For thousands of years before the arrival of European settlers, the area now known as San Jose was inhabited by several groups of Ohlone Native Americans. Permanent European presence in the area came with the 1770 founding of the Presidio of Monterey and Mission San Carlos Borromeo de Carmelo by Gaspar de Portolà and Father Junípero Serra, about 60 miles (100 km) to the south. Don Pedro Fages, the military governor at Monterey, passed through the area on his 1770 and 1772 expeditions to explore the East Bay and Sacramento River Delta. Late in 1775, Juan Bautista de Anza led an expedition to bring colonists from New Spain to California and to locate sites for two missions, one presidio (military post), and one pueblo (town). He left the colonists at Monterey in 1776, and explored north with a small group. He selected the sites of the Presidio of San Francisco and Mission San Francisco de Asís in what is now San Francisco; on his way back to Monterey, he sited Mission Santa Clara de Asís and the pueblo San Jose in the Santa Clara Valley. De Anza returned to Mexico City before any of the settlements were actually founded, but his name lives on in many buildings and street names.

El Pueblo de San José de Guadalupe (The Town of Saint Joseph of Guadalupe) was founded by José Joaquín Moraga on November 29, 1777, the first settlement not associated with a mission or a presidio in Alta California. Mission Santa Clara, the closest mission, was founded earlier in 1777, three miles (5 km) from the original pueblo site in neighbouring Santa Clara. Mission San José was not founded until 1797, about 20 miles (30 km) north of San Jose in what is now Fremont. The town was founded by the colonists led to California by de Anza, as a farming community to provide food for the presidios of San Francisco and Monterey. In 1778, the pueblo had a population of 68. In 1797, the pueblo was moved from its original location, near the present-day intersection of Guadalupe Parkway and Taylor Street, to a location in what is now Downtown San Jose, surrounding Pueblo Plaza (now Plaza de César Chávez).

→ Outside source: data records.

/// Pipeline trait, the full graphics pipeline state descriptor and the compute descriptor

use std::any::Any;
use std::sync::Arc;
use crate::graphics_device::{
    Shader, BufferFormat, ShaderStageFlags, TextureFormat, DescriptorSetLayout,
};

// ===== VERTEX INPUT =====

/// Primitive topology
#[derive(Debug, Clone, Copy, PartialEq, Eq, Default)]
pub enum PrimitiveTopology {
    #[default]
    TriangleList,
    TriangleStrip,
    LineList,
    PointList,
}

/// Vertex input rate
#[derive(Debug, Clone, Copy, PartialEq, Eq, Default)]
pub enum VertexInputRate {
    #[default]
    Vertex,
    Instance,
}

/// One vertex attribute (shader location fed from a binding)
#[derive(Debug, Clone, Copy, PartialEq, Eq)]
pub struct VertexAttribute {
    pub location: u32,
    pub binding: u32,
    pub format: BufferFormat,
    /// Byte offset inside one element of the binding
    pub offset: u32,
}

/// One vertex buffer binding
#[derive(Debug, Clone, Copy, PartialEq, Eq)]
pub struct VertexBinding {
    pub binding: u32,
    pub stride: u32,
    pub input_rate: VertexInputRate,
}

/// Vertex input layout
#[derive(Debug, Clone, Default, PartialEq, Eq)]
pub struct VertexLayout {
    pub bindings: Vec<VertexBinding>,
    pub attributes: Vec<VertexAttribute>,
}

impl VertexLayout {
    /// Every attribute must reference a declared binding and fit inside its stride
    pub fn validate(&self) -> std::result::Result<(), String> {
        for attr in &self.attributes {
            let binding = self.bindings.iter()
                .find(|b| b.binding == attr.binding)
                .ok_or_else(|| format!("attribute at location {} uses undeclared binding {}", attr.location, attr.binding))?;
            if attr.offset + attr.format.size_bytes() > binding.stride {
                return Err(format!(
                    "attribute at location {} (offset {} + {} bytes) exceeds stride {}",
                    attr.location, attr.offset, attr.format.size_bytes(), binding.stride
                ));
            }
        }
        Ok(())
    }
}

/// Push constant range
#[derive(Debug, Clone, Copy, PartialEq, Eq)]
pub struct PushConstantRange {
    pub stages: ShaderStageFlags,
    pub offset: u32,
    pub size: u32,
}

/// Index buffer element type
#[derive(Debug, Clone, Copy, PartialEq, Eq)]
pub enum IndexType {
    U16,
    U32,
}

impl IndexType {
    pub fn size_bytes(&self) -> u32 {
        match self {
            IndexType::U16 => 2,
            IndexType::U32 => 4,
        }
    }
}

// ===== RASTERIZATION =====

#[derive(Debug, Clone, Copy, PartialEq, Eq, Default)]
pub enum CullMode {
    None,
    Front,
    #[default]
    Back,
}

#[derive(Debug, Clone, Copy, PartialEq, Eq, Default)]
pub enum FrontFace {
    #[default]
    CounterClockwise,
    Clockwise,
}

#[derive(Debug, Clone, Copy, PartialEq, Eq, Default)]
pub enum PolygonMode {
    #[default]
    Fill,
    Line,
    Point,
}

/// Depth bias parameters
#[derive(Debug, Clone, Copy, PartialEq)]
pub struct DepthBias {
    pub constant_factor: f32,
    pub slope_factor: f32,
    pub clamp: f32,
}

/// Rasterizer state
#[derive(Debug, Clone, Copy, PartialEq, Default)]
pub struct RasterizationState {
    pub cull_mode: CullMode,
    pub front_face: FrontFace,
    pub polygon_mode: PolygonMode,
    /// None disables depth bias
    pub depth_bias: Option<DepthBias>,
}

// ===== DEPTH / STENCIL =====

/// Comparison operator for depth, stencil and comparison samplers
#[derive(Debug, Clone, Copy, PartialEq, Eq)]
pub enum CompareOp {
    Never,
    Less,
    Equal,
    LessOrEqual,
    Greater,
    NotEqual,
    GreaterOrEqual,
    Always,
}

#[derive(Debug, Clone, Copy, PartialEq, Eq)]
pub enum StencilOp {
    Keep,
    Zero,
    Replace,
    IncrementAndClamp,
    DecrementAndClamp,
    Invert,
    IncrementAndWrap,
    DecrementAndWrap,
}

/// Per-face stencil state
#[derive(Debug, Clone, Copy, PartialEq, Eq)]
pub struct StencilOpState {
    pub fail_op: StencilOp,
    pub pass_op: StencilOp,
    pub depth_fail_op: StencilOp,
    pub compare_op: CompareOp,
    pub compare_mask: u32,
    pub write_mask: u32,
    pub reference: u32,
}

impl Default for StencilOpState {
    fn default() -> Self {
        Self {
            fail_op: StencilOp::Keep,
            pass_op: StencilOp::Keep,
            depth_fail_op: StencilOp::Keep,
            compare_op: CompareOp::Always,
            compare_mask: 0xFF,
            write_mask: 0xFF,
            reference: 0,
        }
    }
}

/// Depth and stencil test state
#[derive(Debug, Clone, Copy, PartialEq, Eq)]
pub struct DepthStencilState {
    pub depth_test_enable: bool,
    pub depth_write_enable: bool,
    pub depth_compare_op: CompareOp,
    pub stencil_test_enable: bool,
    pub front: StencilOpState,
    pub back: StencilOpState,
}

impl Default for DepthStencilState {
    fn default() -> Self {
        Self {
            depth_test_enable: true,
            depth_write_enable: true,
            depth_compare_op: CompareOp::Less,
            stencil_test_enable: false,
            front: StencilOpState::default(),
            back: StencilOpState::default(),
        }
    }
}

// ===== BLENDING =====

#[derive(Debug, Clone, Copy, PartialEq, Eq)]
pub enum BlendFactor {
    Zero,
    One,
    SrcColor,
    OneMinusSrcColor,
    DstColor,
    OneMinusDstColor,
    SrcAlpha,
    OneMinusSrcAlpha,
    DstAlpha,
    OneMinusDstAlpha,
}

#[derive(Debug, Clone, Copy, PartialEq, Eq)]
pub enum BlendOp {
    Add,
    Subtract,
    ReverseSubtract,
    Min,
    Max,
}

/// Blend state shared by every color attachment
#[derive(Debug, Clone, Copy, PartialEq, Eq)]
pub struct ColorBlendState {
    pub blend_enable: bool,
    pub src_color_factor: BlendFactor,
    pub dst_color_factor: BlendFactor,
    pub color_blend_op: BlendOp,
    pub src_alpha_factor: BlendFactor,
    pub dst_alpha_factor: BlendFactor,
    pub alpha_blend_op: BlendOp,
    /// RGBA write mask, bit 0 = R
    pub write_mask: u8,
}

impl ColorBlendState {
    /// Standard premultiplied-free alpha blending
    pub fn alpha_blend() -> Self {
        Self {
            blend_enable: true,
            src_color_factor: BlendFactor::SrcAlpha,
            dst_color_factor: BlendFactor::OneMinusSrcAlpha,
            src_alpha_factor: BlendFactor::One,
            dst_alpha_factor: BlendFactor::OneMinusSrcAlpha,
            ..Default::default()
        }
    }
}

impl Default for ColorBlendState {
    fn default() -> Self {
        Self {
            blend_enable: false,
            src_color_factor: BlendFactor::One,
            dst_color_factor: BlendFactor::Zero,
            color_blend_op: BlendOp::Add,
            src_alpha_factor: BlendFactor::One,
            dst_alpha_factor: BlendFactor::Zero,
            alpha_blend_op: BlendOp::Add,
            write_mask: 0b1111,
        }
    }
}

// ===== PIPELINE DESCRIPTOR =====

/// Descriptor for creating a graphics pipeline (dynamic rendering, no render pass)
///
/// Viewport and scissor are always dynamic state.
#[derive(Clone)]
pub struct PipelineDesc {
    pub vertex_shader: Arc<dyn Shader>,
    pub fragment_shader: Arc<dyn Shader>,
    pub vertex_layout: VertexLayout,
    pub topology: PrimitiveTopology,
    pub rasterization: RasterizationState,
    pub depth_stencil: DepthStencilState,
    pub color_blend: ColorBlendState,
    /// Set layouts, index = set number
    pub descriptor_set_layouts: Vec<Arc<dyn DescriptorSetLayout>>,
    pub push_constant_ranges: Vec<PushConstantRange>,
    /// Formats of the color attachments the pipeline renders into
    pub color_formats: Vec<TextureFormat>,
    /// Depth attachment format, if any
    pub depth_format: Option<TextureFormat>,
}

impl PipelineDesc {
    /// Minimal descriptor: default fixed-function state, one color target
    pub fn new(
        vertex_shader: Arc<dyn Shader>,
        fragment_shader: Arc<dyn Shader>,
        color_format: TextureFormat,
    ) -> Self {
        Self {
            vertex_shader,
            fragment_shader,
            vertex_layout: VertexLayout::default(),
            topology: PrimitiveTopology::TriangleList,
            rasterization: RasterizationState::default(),
            depth_stencil: DepthStencilState::default(),
            color_blend: ColorBlendState::default(),
            descriptor_set_layouts: Vec::new(),
            push_constant_ranges: Vec::new(),
            color_formats: vec![color_format],
            depth_format: None,
        }
    }
}

/// Descriptor for creating a compute pipeline
#[derive(Clone)]
pub struct ComputePipelineDesc {
    pub shader: Arc<dyn Shader>,
    /// Set layouts, index = set number
    pub descriptor_set_layouts: Vec<Arc<dyn DescriptorSetLayout>>,
    pub push_constant_ranges: Vec<PushConstantRange>,
}

impl ComputePipelineDesc {
    pub fn new(shader: Arc<dyn Shader>) -> Self {
        Self { shader, descriptor_set_layouts: Vec::new(), push_constant_ranges: Vec::new() }
    }
}

/// Where a pipeline binds: draws use graphics pipelines, dispatches use compute pipelines
#[derive(Debug, Clone, Copy, PartialEq, Eq)]
pub enum PipelineBindPoint {
    Graphics,
    Compute,
}

/// Graphics or compute pipeline trait
pub trait Pipeline: Send + Sync {
    fn bind_point(&self) -> PipelineBindPoint;

    /// Push constant ranges declared by the pipeline layout
    fn push_constant_ranges(&self) -> &[PushConstantRange];

    /// Number of descriptor sets in the pipeline layout
    fn descriptor_set_count(&self) -> u32;

    /// Downcast support for backends
    fn as_any(&self) -> &dyn Any;
}

#[cfg(test)]
#[path = "pipeline_tests.rs"]
mod tests;
use super::*;
use crate::graphics_device::mock_graphics_device::MockBuffer;

// ============================================================================
// BufferUsage / MemoryType
// ============================================================================

#[test]
fn test_buffer_usage_combinations() {
    let usage = BufferUsage::VERTEX | BufferUsage::TRANSFER_DST;
    assert!(usage.contains(BufferUsage::VERTEX));
    assert!(usage.contains(BufferUsage::TRANSFER_DST));
    assert!(!usage.contains(BufferUsage::INDEX));
    assert_eq!(BufferUsage::default(), BufferUsage::empty());
}

#[test]
fn test_memory_type_host_visibility() {
    assert!(!MemoryType::DeviceLocal.is_host_visible());
    assert!(MemoryType::HostVisible.is_host_visible());
    assert!(MemoryType::HostCached.is_host_visible());
    assert_eq!(MemoryType::default(), MemoryType::DeviceLocal);
}

// ============================================================================
// BufferDesc
// ============================================================================

#[test]
fn test_buffer_desc_builder() {
    let desc = BufferDesc::new(256, BufferUsage::UNIFORM)
        .with_memory_type(MemoryType::HostVisible)
        .with_name("camera_ubo");

    assert_eq!(desc.size, 256);
    assert_eq!(desc.usage, BufferUsage::UNIFORM);
    assert_eq!(desc.memory_type, MemoryType::HostVisible);
    assert_eq!(desc.debug_name, "camera_ubo");
}

// ============================================================================
// BufferFormat
// ============================================================================

#[test]
fn test_buffer_format_sizes() {
    assert_eq!(BufferFormat::R32_SFLOAT.size_bytes(), 4);
    assert_eq!(BufferFormat::R32G32_SFLOAT.size_bytes(), 8);
    assert_eq!(BufferFormat::R32G32B32_SFLOAT.size_bytes(), 12);
    assert_eq!(BufferFormat::R32G32B32A32_SFLOAT.size_bytes(), 16);
    assert_eq!(BufferFormat::R8G8B8A8_UNORM.size_bytes(), 4);
    assert_eq!(BufferFormat::R16G16B16A16_SFLOAT.size_bytes(), 8);
}

// ============================================================================
// update_typed
// ============================================================================

#[test]
fn test_update_typed_writes_pod_bytes() {
    let buffer = MockBuffer::new(BufferDesc::new(16, BufferUsage::UNIFORM).with_memory_type(MemoryType::HostVisible));
    update_typed(&buffer, 4, &[1.0f32, 2.0f32]).unwrap();

    let bytes = buffer.contents();
    assert_eq!(&bytes[4..8], &1.0f32.to_ne_bytes());
    assert_eq!(&bytes[8..12], &2.0f32.to_ne_bytes());
}

#[test]
fn test_map_is_idempotent_on_mock() {
    let buffer = MockBuffer::new(BufferDesc::new(64, BufferUsage::UNIFORM).with_memory_type(MemoryType::HostVisible));
    let first = buffer.map().unwrap();
    let second = buffer.map().unwrap();
    assert_eq!(first, second);
    assert!(buffer.is_mapped());
    buffer.unmap();
    assert!(!buffer.is_mapped());
}

#[test]
fn test_map_device_local_fails() {
    let buffer = MockBuffer::new(BufferDesc::new(64, BufferUsage::VERTEX));
    assert!(buffer.map().is_err());
    assert!(buffer.update(0, &[1, 2, 3]).is_err());
}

In the ensuing years, a number of Mexican Land Grants were confirmed within the lands now considered San Jose. For example, the Rincón de los Esteros grant was conferred upon Rafael Alvisa in the year 1859; the name of this rancho became the monicker for the modern redevelopment project area.

19th Century

During the Bear Flag Revolt, Captain Thomas Fallon led a small force from Santa Cruz and captured the pueblo without bloodshed on July 11, 1846. Fallon received an American flag from John D. Sloat, and raised it over the pueblo on July 14, as the California Republic agreed to join the United States following the start of the Mexican-American War. Fallon would later become the 10th mayor of San Jose. It's unclear whether or not Fallon ordered all townspeople of Spanish/Mexican origin out of San Jose, as some local historians claimed.

During the California Gold Rush period, the New Almaden Mines just south of the city were the largest mercury mines in North America (mercury was used to help separate gold from ore). The cinnabar deposits were discovered in 1845 by a Mexican cavalry captain, Don Andres Castillero, when he recognised the red powder used by local Ohlone Indians to decorate the chapel at Mission Santa Clara. Mining operations began in 1847 at what was the first operating mine in the province, just in time for the Gold Rush. The importance of the mercury industry at the time explains why the local newspaper is named the Mercury News.

On March 27, 1850, San Jose became the first incorporated city in the US state of California; the first mayor was Josiah Belden. It also served as the state's first capital with the first and second sessions of the California Legislature, known as the Legislature of a Thousand Drinks, being held there in 1850 and 1851. The legislature was unhappy with the location, as no buildings suitable for a state government were available in the city, and took up State Senator Mariano Guadalupe Vallejo's offer to build a new capital on land he donated to the state in what is now Benicia.

In 1881, because of a forceful campaign by editor J.J. Owen of the San Jose Mercury, the city council authorised the construction of the San Jose Electric Light Tower, ostensibly to replace the gas streetlights that had illuminated downtown San Jose since 1861. It didn't provide sufficient illumination, and by 1884 was used only for ceremonial purposes. It collapsed during the great gale of 1915. In 1989, an informal "Court of Historical Inquiry" looked into the issue of whether the Eiffel Tower was a copyright infringement of the Electric Light Tower; the Justice ruled that it was not.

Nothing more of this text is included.